### What this task involves
Every line below containing the word "placement" should be found and copied.

### Given records
=== Begin Enclosure ===

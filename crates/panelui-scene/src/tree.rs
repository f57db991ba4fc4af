#![forbid(unsafe_code)]

//! The scene arena.
//!
//! Nodes live in a flat `Vec` and refer to each other by [`NodeId`]
//! indices. Every structural mutation (add, detach, hide, resize) feeds
//! the dirty trackers and flags the tree for relayout; the scheduler's
//! layout and paint tasks pick both up on the next cycle.
//!
//! # Dirty trackers
//!
//! The tree owns one tracker per compositing surface: slot 0 tracks the
//! screen, and each offscreen container gets a slot of its own when it
//! is attached. A node records the slot its damage reports into; all
//! trackers hold screen-space rects. Damage recorded in an offscreen
//! slot also escalates into the parent slot, widened to the offscreen
//! container's bounds, so an interior change deep inside the subtree
//! schedules the on-screen blit without leaking interior detail.

use std::any::Any;
use std::collections::BTreeMap;

use panelui_core::event::{Event, EventKind};
use panelui_core::geometry::{Rect, Size};
use panelui_core::id::NodeId;
use panelui_core::state::WidgetState;
use panelui_render::buffer::PixelBuffer;
use panelui_render::color::Rgb565;
use panelui_render::dirty::{DirtyRegion, MergeRegions};

use crate::error::SceneError;

/// Everything a leaf renderer gets to know while painting.
#[derive(Debug, Clone, Copy)]
pub struct PaintStyle {
    /// The leaf's current laid-out size; the buffer matches it.
    pub size: Size,
    /// Inherited background, if the leaf wants an opaque backdrop.
    pub background: Option<Rgb565>,
    /// Interaction state, for pressed/focused/checked looks.
    pub state: WidgetState,
}

/// Paints a leaf node's content into its private buffer.
///
/// Renderers draw in buffer-local coordinates starting at the origin;
/// positioning on screen is the compositor's job. Pixels left at the
/// buffer's transparency key let the parent background show through.
pub trait LeafRenderer: 'static {
    /// Render into `buffer`, which is pre-sized to `style.size` and
    /// pre-filled with the transparency key.
    fn paint(&mut self, style: &PaintStyle, buffer: &mut PixelBuffer);

    /// Minimum content size, used when the node has no fixed size.
    fn min_size(&self) -> Size {
        Size::ZERO
    }

    /// Concrete-type access for [`SceneTree::with_renderer`].
    fn as_any(&self) -> &dyn Any;

    /// Mutable concrete-type access.
    fn as_any_mut(&mut self) -> &mut dyn Any;
}

/// Main axis of a linear container.
#[derive(Debug, Clone, Copy, PartialEq, Eq, Default)]
pub enum Axis {
    /// Children packed left to right.
    #[default]
    Horizontal,
    /// Children packed top to bottom.
    Vertical,
}

/// Cross-axis placement of a child inside a linear container.
#[derive(Debug, Clone, Copy, PartialEq, Eq, Default)]
pub enum Alignment {
    /// Flush with the top/left edge.
    #[default]
    Start,
    /// Centered.
    Center,
    /// Flush with the bottom/right edge.
    End,
}

/// Layout parameters of a linear (row/column) container.
#[derive(Debug, Clone, Copy, PartialEq, Eq)]
pub struct LinearSpec {
    /// Packing axis.
    pub axis: Axis,
    /// Gap between adjacent children, not before the first or after the
    /// last.
    pub spacing: u16,
    /// Cross-axis alignment of fixed-size children.
    pub align: Alignment,
    /// Pack from the far edge backwards.
    pub reverse: bool,
}

impl LinearSpec {
    /// A left-to-right row.
    #[must_use]
    pub fn row() -> Self {
        Self {
            axis: Axis::Horizontal,
            spacing: 0,
            align: Alignment::Start,
            reverse: false,
        }
    }

    /// A top-to-bottom column.
    #[must_use]
    pub fn column() -> Self {
        Self {
            axis: Axis::Vertical,
            ..Self::row()
        }
    }

    /// Set the gap between children.
    #[must_use]
    pub fn with_spacing(mut self, spacing: u16) -> Self {
        self.spacing = spacing;
        self
    }

    /// Set the cross-axis alignment.
    #[must_use]
    pub fn with_align(mut self, align: Alignment) -> Self {
        self.align = align;
        self
    }

    /// Pack children from the far edge.
    #[must_use]
    pub fn reversed(mut self) -> Self {
        self.reverse = true;
        self
    }
}

/// A cell range inside a grid container.
#[derive(Debug, Clone, Copy, PartialEq, Eq, Hash)]
pub struct GridArea {
    /// Top row (0-indexed).
    pub row: u16,
    /// Left column (0-indexed).
    pub col: u16,
    /// Rows covered, at least 1.
    pub row_span: u16,
    /// Columns covered, at least 1.
    pub col_span: u16,
}

impl GridArea {
    /// A single cell.
    #[must_use]
    pub const fn cell(row: u16, col: u16) -> Self {
        Self {
            row,
            col,
            row_span: 1,
            col_span: 1,
        }
    }

    /// A multi-cell span.
    #[must_use]
    pub const fn span(row: u16, col: u16, row_span: u16, col_span: u16) -> Self {
        Self {
            row,
            col,
            row_span,
            col_span,
        }
    }
}

/// Layout parameters and occupancy bookkeeping of a grid container.
#[derive(Debug, Clone)]
pub struct GridSpec {
    /// Number of rows.
    pub rows: u16,
    /// Number of columns.
    pub cols: u16,
    /// Vertical gap between rows.
    pub row_spacing: u16,
    /// Horizontal gap between columns.
    pub col_spacing: u16,
    /// Permit two children to claim the same cell.
    pub allow_overlap: bool,
    /// Which node holds each cell, row-major. First claimant wins the
    /// slot even when overlap is permitted.
    cells: Vec<Option<NodeId>>,
    areas: BTreeMap<NodeId, GridArea>,
}

impl GridSpec {
    /// Create an empty grid. Zero rows or columns are bumped to 1.
    #[must_use]
    pub fn new(rows: u16, cols: u16) -> Self {
        let rows = rows.max(1);
        let cols = cols.max(1);
        Self {
            rows,
            cols,
            row_spacing: 0,
            col_spacing: 0,
            allow_overlap: false,
            cells: vec![None; rows as usize * cols as usize],
            areas: BTreeMap::new(),
        }
    }

    /// Set the gaps between rows and columns.
    #[must_use]
    pub fn with_spacing(mut self, row_spacing: u16, col_spacing: u16) -> Self {
        self.row_spacing = row_spacing;
        self.col_spacing = col_spacing;
        self
    }

    /// Allow children to overlap in the same cells.
    #[must_use]
    pub fn with_overlap(mut self) -> Self {
        self.allow_overlap = true;
        self
    }

    /// The area a child occupies, if it was placed in this grid.
    #[must_use]
    pub fn area_of(&self, child: NodeId) -> Option<GridArea> {
        self.areas.get(&child).copied()
    }

    fn in_range(&self, area: GridArea) -> bool {
        area.row_span >= 1
            && area.col_span >= 1
            && area.row as u32 + area.row_span as u32 <= self.rows as u32
            && area.col as u32 + area.col_span as u32 <= self.cols as u32
    }

    fn claim(&mut self, child: NodeId, area: GridArea) -> Result<(), SceneError> {
        // Validate every cell before touching any, so a rejected claim
        // leaves the occupancy map untouched.
        for row in area.row..area.row + area.row_span {
            for col in area.col..area.col + area.col_span {
                let idx = row as usize * self.cols as usize + col as usize;
                if let Some(by) = self.cells[idx] {
                    if !self.allow_overlap {
                        return Err(SceneError::CellOccupied { row, col, by });
                    }
                }
            }
        }
        for row in area.row..area.row + area.row_span {
            for col in area.col..area.col + area.col_span {
                let idx = row as usize * self.cols as usize + col as usize;
                if self.cells[idx].is_none() {
                    self.cells[idx] = Some(child);
                }
            }
        }
        self.areas.insert(child, area);
        Ok(())
    }

    fn release(&mut self, child: NodeId) {
        if self.areas.remove(&child).is_some() {
            for cell in &mut self.cells {
                if *cell == Some(child) {
                    *cell = None;
                }
            }
        }
    }
}

/// How a branch arranges its children.
#[derive(Debug, Clone)]
pub enum Arrangement {
    /// Row or column packing with flexible-size distribution.
    Linear(LinearSpec),
    /// Fixed rows and columns with spans.
    Grid(GridSpec),
    /// Children place themselves via offsets and absolute positions.
    Free,
}

/// Listener invoked when a bound event kind reaches its node.
///
/// Listeners receive the whole tree so they can mutate widgets; the
/// router temporarily detaches them from the node while they run.
pub type Listener = Box<dyn FnMut(&mut SceneTree, NodeId, &mut Event)>;

pub(crate) enum Content {
    Branch(Arrangement),
    Leaf(Box<dyn LeafRenderer>),
}

/// A scene node under construction or in the arena.
pub struct Node {
    pub(crate) content: Content,
    pub(crate) parent: Option<NodeId>,
    pub(crate) children: Vec<NodeId>,
    /// Absolute screen position override; exempts the node from
    /// container placement.
    pub(crate) abs_pos: Option<(u16, u16)>,
    pub(crate) rel_x: u16,
    pub(crate) rel_y: u16,
    pub(crate) z: i16,
    /// Resolved screen position, written by layout.
    pub(crate) x: u16,
    pub(crate) y: u16,
    /// Resolved size, written by layout (or fixed).
    pub(crate) width: u16,
    pub(crate) height: u16,
    /// `Some` pins the dimension; `None` lets the container choose.
    pub(crate) fixed_width: Option<u16>,
    pub(crate) fixed_height: Option<u16>,
    pub(crate) visible: bool,
    pub(crate) state: WidgetState,
    pub(crate) background: Option<Rgb565>,
    pub(crate) offscreen: bool,
    pub(crate) listeners: BTreeMap<EventKind, Vec<Listener>>,
    /// Dirty tracker slot this node's damage reports into.
    pub(crate) tracker: usize,
    /// Leaf paint target, or an offscreen branch's composite buffer.
    pub(crate) buffer: Option<PixelBuffer>,
    pub(crate) needs_paint: bool,
}

impl Node {
    fn bare(content: Content) -> Self {
        Self {
            content,
            parent: None,
            children: Vec::new(),
            abs_pos: None,
            rel_x: 0,
            rel_y: 0,
            z: 0,
            x: 0,
            y: 0,
            width: 0,
            height: 0,
            fixed_width: None,
            fixed_height: None,
            visible: true,
            state: WidgetState::empty(),
            background: None,
            offscreen: false,
            listeners: BTreeMap::new(),
            tracker: 0,
            buffer: None,
            needs_paint: true,
        }
    }

    /// A container node with the given arrangement.
    #[must_use]
    pub fn branch(arrangement: Arrangement) -> Self {
        Self::bare(Content::Branch(arrangement))
    }

    /// A paintable node driven by `renderer`.
    #[must_use]
    pub fn leaf(renderer: impl LeafRenderer) -> Self {
        Self::bare(Content::Leaf(Box::new(renderer)))
    }

    /// Pin both dimensions.
    #[must_use]
    pub fn with_size(mut self, width: u16, height: u16) -> Self {
        self.fixed_width = Some(width);
        self.fixed_height = Some(height);
        self.width = width;
        self.height = height;
        self
    }

    /// Pin the width only; height stays flexible.
    #[must_use]
    pub fn with_width(mut self, width: u16) -> Self {
        self.fixed_width = Some(width);
        self.width = width;
        self
    }

    /// Pin the height only; width stays flexible.
    #[must_use]
    pub fn with_height(mut self, height: u16) -> Self {
        self.fixed_height = Some(height);
        self.height = height;
        self
    }

    /// Offset from the container-assigned position. The offset is taken
    /// out of the node's allocation, not added outside it.
    #[must_use]
    pub fn with_offset(mut self, rel_x: u16, rel_y: u16) -> Self {
        self.rel_x = rel_x;
        self.rel_y = rel_y;
        self
    }

    /// Place at an absolute screen position, ignoring the container.
    #[must_use]
    pub fn at(mut self, x: u16, y: u16) -> Self {
        self.abs_pos = Some((x, y));
        self
    }

    /// Paint order among siblings; higher values paint later (on top).
    #[must_use]
    pub fn with_z(mut self, z: i16) -> Self {
        self.z = z;
        self
    }

    /// Opaque backdrop painted under this node's subtree.
    #[must_use]
    pub fn with_background(mut self, color: Rgb565) -> Self {
        self.background = Some(color);
        self
    }

    /// Composite this branch through its own buffer and dirty tracker.
    ///
    /// Interior churn then costs one keyed blit of the cached buffer
    /// instead of a full subtree walk on the parent surface.
    #[must_use]
    pub fn offscreen(mut self) -> Self {
        self.offscreen = true;
        self
    }

    /// Start out hidden. The node keeps its layout slot.
    #[must_use]
    pub fn hidden(mut self) -> Self {
        self.visible = false;
        self
    }

    /// Start out with the given interaction state.
    #[must_use]
    pub fn with_state(mut self, state: WidgetState) -> Self {
        self.state = state;
        self
    }

    /// Current screen bounds.
    #[inline]
    #[must_use]
    pub fn bounds(&self) -> Rect {
        Rect::new(self.x, self.y, self.width, self.height)
    }

    pub(crate) fn is_leaf(&self) -> bool {
        matches!(self.content, Content::Leaf(_))
    }
}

=== End Enclosure ===

### Response box
/// Cross-axis placement of a child inside a linear container.
    /// container placement.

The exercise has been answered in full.